From the same scientific beginnings, the authors could have chosen different stories to tell. Sequencing the human genome took more than a decade, and beginning to interpret it will take much longer than that. It is easier than ever to read and engineer DNA, but it remains dauntingly difficult to engineer biology, and the two should not be confused. Enriquez and Gullans note that as soon as researchers began scouring the human genome for genes that influence health and disease, they ran up against the problem of so-called missing heritability. Height, for instance, is estimated to be 80 percent genetic, but as of last year, the nearly 700 hundred genes identified in connection—through genome-wide studies of a quarter-million individuals, no less—account for about one-fifth of that effect. 

If genes seem to lose their luster, there is no shortage of biological paradigms looking to take their place. The authors describe the epigenome—chemical modifications to DNA that affect when genes are expressed—as each person’s “second genome,” one subject to heritable change due to environmental effects. As it happens, “Second Genome” is also the name of a company that aims to develop therapeutic interventions for the microbiome, which has been increasingly linked to physical health as well as moods and mental disease. “My microbiome made me do it,” one T-shirt proclaims.

It’s no surprise that scientists and the media alike embrace these totalizing languages. They have a seductive simplicity. Genomes first or second are reified into biology itself; scientific progress morphs into promises of technologically designed utopia. “Forever Young, Beautiful, and Fearless?” asks one chapter. “The Robot-Computer-Human Interface,” posits another. It is enough, I hope, to give one pause. Genetic (epigenetic, microbial) engineering could be used for disastrous ends, with or without intent. At the grand-historical scale of the authors’ imaginings, technologies alone cleave a Gordian knot, leaving convoluted personal, political, and societal consequences in their wake.

We may submit to these totalizing scientific vocabularies to pursue fantasies of total biological control, but the bargain is Faustian.
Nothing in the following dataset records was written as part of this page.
//! OpenAI-compatible backend (`/v1/chat/completions`)
//!
//! Speaks to llama.cpp, vLLM, LM Studio and friends. JSON response format
//! and the reasoning-effort hint are requested optimistically; if the
//! server rejects either parameter the request is retried once without it
//! and the parameter stays off for the rest of the session.

use std::sync::atomic::{AtomicBool, Ordering};
use std::time::Duration;

use serde::Deserialize;
use serde_json::{Value, json};

use crate::config::LlmConfig;

use super::{ChatBackend, ChatMessage, ChatOutcome, LlmError, Role, ToolCall, ToolSpec};

pub struct OpenAiClient {
    http: reqwest::blocking::Client,
    base_url: String,
    model: Option<String>,
    /// Cleared when the server rejects `response_format`.
    json_format_supported: AtomicBool,
    /// Cleared when the server rejects `reasoning_effort`.
    reasoning_effort_supported: AtomicBool,
}

impl OpenAiClient {
    pub fn new(config: &LlmConfig) -> Self {
        let http = reqwest::blocking::Client::builder()
            .timeout(Duration::from_secs(config.timeout))
            .build()
            .unwrap_or_default();
        OpenAiClient {
            http,
            base_url: config.base_url(),
            model: config.model.clone(),
            json_format_supported: AtomicBool::new(true),
            reasoning_effort_supported: AtomicBool::new(true),
        }
    }

    fn completions_url(&self) -> String {
        format!("{}/v1/chat/completions", self.base_url)
    }

    fn build_body(&self, messages: &[ChatMessage], tools: &[ToolSpec], want_json: bool) -> Value {
        let mut body = json!({
            "messages": messages.iter().map(wire_message).collect::<Vec<_>>(),
            "stream": false,
        });
        if let Some(model) = &self.model {
            body["model"] = json!(model);
        }
        if want_json && self.json_format_supported.load(Ordering::Relaxed) {
            body["response_format"] = json!({"type": "json_object"});
        }
        if self.reasoning_effort_supported.load(Ordering::Relaxed) {
            body["reasoning_effort"] = json!("high");
        }
        if !tools.is_empty() {
            body["tools"] = Value::Array(
                tools
                    .iter()
                    .map(|spec| {
                        json!({
                            "type": "function",
                            "function": {
                                "name": spec.name,
                                "description": spec.description,
                                "parameters": spec.parameters,
                            }
                        })
                    })
                    .collect(),
            );
        }
        body
    }

    fn post_once(&self, body: &Value) -> Result<(u16, String), LlmError> {
        let response = self
            .http
            .post(self.completions_url())
            .json(body)
            .send()
            .map_err(classify_reqwest_error)?;
        let status = response.status().as_u16();
        let text = response.text().map_err(classify_reqwest_error)?;
        Ok((status, text))
    }
}

impl ChatBackend for OpenAiClient {
    fn name(&self) -> &'static str {
        "openai-compatible backend"
    }

    fn exchange(
        &self,
        messages: &[ChatMessage],
        tools: &[ToolSpec],
        want_json: bool,
    ) -> Result<ChatOutcome, LlmError> {
        loop {
            let body = self.build_body(messages, tools, want_json);
            let (status, text) = self.post_once(&body)?;

            if status >= 400 {
                if is_context_overflow(&text) {
                    return Err(LlmError::ContextOverflow(truncate(&text)));
                }
                // Unsupported optional parameters get one transparent
                // retry without them.
                if text.contains("response_format")
                    && self.json_format_supported.swap(false, Ordering::Relaxed)
                {
                    log::debug!("server rejected response_format; retrying without it");
                    continue;
                }
                if text.contains("reasoning_effort")
                    && self
                        .reasoning_effort_supported
                        .swap(false, Ordering::Relaxed)
                {
                    log::debug!("server rejected reasoning_effort; retrying without it");
                    continue;
                }
                return Err(LlmError::Protocol(format!(
                    "HTTP {status}: {}",
                    truncate(&text)
                )));
            }

            return parse_completion(&text);
        }
    }

    fn check_connection(&self) -> Result<(), LlmError> {
        let response = self
            .http
            .get(format!("{}/v1/models", self.base_url))
            .send()
            .map_err(classify_reqwest_error)?;
        if !response.status().is_success() {
            return Err(LlmError::Protocol(format!(
                "GET /v1/models returned HTTP {}",
                response.status().as_u16()
            )));
        }
        Ok(())
    }

    fn server_context_limit(&self) -> Result<Option<usize>, LlmError> {
        let response = self
            .http
            .get(format!("{}/v1/models", self.base_url))
            .send()
            .map_err(classify_reqwest_error)?;
        if !response.status().is_success() {
            return Ok(None);
        }
        let listing: Value = response
            .json()
            .map_err(|e| LlmError::Protocol(format!("bad /v1/models JSON: {e}")))?;

        let entries = listing
            .get("data")
            .and_then(Value::as_array)
            .cloned()
            .unwrap_or_default();
        let chosen = match &self.model {
            Some(model) => entries
                .iter()
                .find(|entry| entry.get("id").and_then(Value::as_str) == Some(model.as_str()))
                .or_else(|| entries.first()),
            None => entries.first(),
        };
        Ok(chosen.and_then(find_context_length))
    }
}

fn wire_message(msg: &ChatMessage) -> Value {
    match msg.role {
        Role::System => json!({"role": "system", "content": msg.content}),
        Role::User => json!({"role": "user", "content": msg.content}),
        Role::Assistant => {
            let mut wire = json!({"role": "assistant", "content": msg.content});
            if !msg.tool_calls.is_empty() {
                wire["tool_calls"] = Value::Array(
                    msg.tool_calls
                        .iter()
                        .map(|call| {
                            json!({
                                "id": call.id,
                                "type": "function",
                                "function": {
                                    "name": call.name,
                                    // OpenAI wire format carries arguments
                                    // as a JSON-encoded string.
                                    "arguments": call.arguments.to_string(),
                                }
                            })
                        })
                        .collect(),
                );
            }
            wire
        }
        Role::Tool => json!({
            "role": "tool",
            "tool_call_id": msg.tool_call_id.as_deref().unwrap_or(""),
            "content": msg.content,
        }),
    }
}

#[derive(Deserialize)]
struct CompletionResponse {
    choices: Vec<Choice>,
    #[serde(default)]
    usage: Option<Usage>,
}

#[derive(Deserialize)]
struct Choice {
    message: WireAssistant,
}

#[derive(Deserialize)]
struct WireAssistant {
    #[serde(default)]
    content: Option<String>,
    #[serde(default)]
    tool_calls: Vec<WireToolCall>,
}

#[derive(Deserialize)]
struct WireToolCall {
    #[serde(default)]
    id: Option<String>,
    function: WireFunction,
}

#[derive(Deserialize)]
struct WireFunction {
    name: String,
    arguments: String,
}

#[derive(Deserialize)]
struct Usage {
    #[serde(default)]
    total_tokens: Option<usize>,
}

fn parse_completion(text: &str) -> Result<ChatOutcome, LlmError> {
    let response: CompletionResponse = serde_json::from_str(text)
        .map_err(|e| LlmError::Protocol(format!("bad completion JSON: {e}")))?;
    let choice = response
        .choices
        .into_iter()
        .next()
        .ok_or_else(|| LlmError::Protocol("completion had no choices".into()))?;

    let tool_calls = choice
        .message
        .tool_calls
        .into_iter()
        .enumerate()
        .map(|(idx, call)| ToolCall {
            id: call.id.unwrap_or_else(|| format!("call_{idx}")),
            name: call.function.name,
            // Arguments the model failed to encode as JSON are passed
            // through raw; the executor answers them with a structured
            // invalid_arguments error the model can recover from.
            arguments: serde_json::from_str(&call.function.arguments)
                .unwrap_or(Value::String(call.function.arguments)),
        })
        .collect();

    let mut message = ChatMessage::assistant(choice.message.content.unwrap_or_default());
    message.tool_calls = tool_calls;
    Ok(ChatOutcome {
        message,
        tokens_used: response.usage.and_then(|u| u.total_tokens),
    })
}

fn classify_reqwest_error(e: reqwest::Error) -> LlmError {
    if e.is_decode() {
        LlmError::Protocol(e.to_string())
    } else {
        // Refused, reset, timed out, DNS — anything below HTTP semantics.
        LlmError::Transport(e.to_string())
    }
}

fn is_context_overflow(body: &str) -> bool {
    let lower = body.to_ascii_lowercase();
    lower.contains("context_length_exceeded")
        || (lower.contains("context") && (lower.contains("length") || lower.contains("window")))
        || lower.contains("maximum context")
}

/// Recursively find a context-length field in a model listing entry.
fn find_context_length(entry: &Value) -> Option<usize> {
    const FIELDS: &[&str] = &[
        "context_length",
        "max_context_length",
        "max_model_len",
        "n_ctx",
        "max_position_embeddings",
    ];
    match entry {
        Value::Object(map) => {
            for (key, value) in map {
                if FIELDS.contains(&key.as_str())
                    && let Some(n) = value.as_u64()
                {
                    return Some(n as usize);
                }
            }
            map.values().find_map(find_context_length)
        }
        Value::Array(items) => items.iter().find_map(find_context_length),
        _ => None,
    }
}

fn truncate(text: &str) -> String {
    const LIMIT: usize = 400;
    if text.len() <= LIMIT {
        text.to_string()
    } else {
        let mut end = LIMIT;
        while !text.is_char_boundary(end) {
            end -= 1;
        }
        format!("{}…", &text[..end])
    }
}

#[cfg(test)]
mod tests {
    use super::*;

    #[test]
    fn parses_final_assistant_message() {
        let text = r#"{
            "choices": [{"message": {"content": "{\"issues\": []}"}}],
            "usage": {"prompt_tokens": 10, "completion_tokens": 5, "total_tokens": 15}
        }"#;
        let outcome = parse_completion(text).unwrap();
        assert_eq!(outcome.message.content, "{\"issues\": []}");
        assert!(outcome.message.tool_calls.is_empty());
        assert_eq!(outcome.tokens_used, Some(15));
    }

    #[test]
    fn parses_tool_calls_with_string_encoded_arguments() {
        let text = r#"{
            "choices": [{"message": {
                "content": null,
                "tool_calls": [{
                    "id": "call_abc",
                    "type": "function",
                    "function": {"name": "read_file", "arguments": "{\"path\": \"src/main.rs\"}"}
                }]
            }}]
        }"#;
        let outcome = parse_completion(text).unwrap();
        assert_eq!(outcome.message.tool_calls.len(), 1);
        let call = &outcome.message.tool_calls[0];
        assert_eq!(call.name, "read_file");
        assert_eq!(call.arguments["path"], "src/main.rs");
    }

    #[test]
    fn bad_tool_arguments_are_passed_through_raw() {
        let text = r#"{
            "choices": [{"message": {
                "tool_calls": [{
                    "id": "c1",
                    "function": {"name": "read_file", "arguments": "not json"}
                }]
            }}]
        }"#;
        let outcome = parse_completion(text).unwrap();
        assert_eq!(
            outcome.message.tool_calls[0].arguments,
            Value::String("not json".into())
        );
    }

    #[test]
    fn empty_choices_is_a_protocol_error() {
        let err = parse_completion(r#"{"choices": []}"#).unwrap_err();
        assert!(matches!(err, LlmError::Protocol(_)));
    }

    #[test]
    fn context_overflow_detection() {
        assert!(is_context_overflow(
            r#"{"error": {"code": "context_length_exceeded"}}"#
        ));
        assert!(is_context_overflow(
            "This model's maximum context length is 8192 tokens"
        ));
        assert!(!is_context_overflow(r#"{"error": "model not found"}"#));
    }

    #[test]
    fn finds_context_length_in_nested_model_entry() {
        let entry = json!({
            "id": "qwen",
            "meta": {"details": {"max_model_len": 32768}}
        });
        assert_eq!(find_context_length(&entry), Some(32768));
        assert_eq!(find_context_length(&json!({"id": "x"})), None);
    }

    #[test]
    fn assistant_tool_call_round_trips_to_wire_shape() {
        let mut msg = ChatMessage::assistant("");
        msg.tool_calls = vec![ToolCall {
            id: "c9".into(),
            name: "search_text".into(),
            arguments: json!({"patterns": ["foo"]}),
        }];
        let wire = wire_message(&msg);
        assert_eq!(wire["tool_calls"][0]["function"]["name"], "search_text");
        // Arguments must be string-encoded on the wire.
        assert!(wire["tool_calls"][0]["function"]["arguments"].is_string());
    }
}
When scientific concepts become all that is worth knowing, humanity shrinks to fit what can be known. When all aspects of the human experience are fully and scientifically understood—when DNA becomes the language of personality, and hormones, microbes, and electric pulses the substance of emotion—when genes, memories, and thoughts can be generated and manipulated at will—then, will mankind have ascended at last?   

Former associate editor Katherine Xue ’13 is a graduate student in genome sciences at the University of Washington.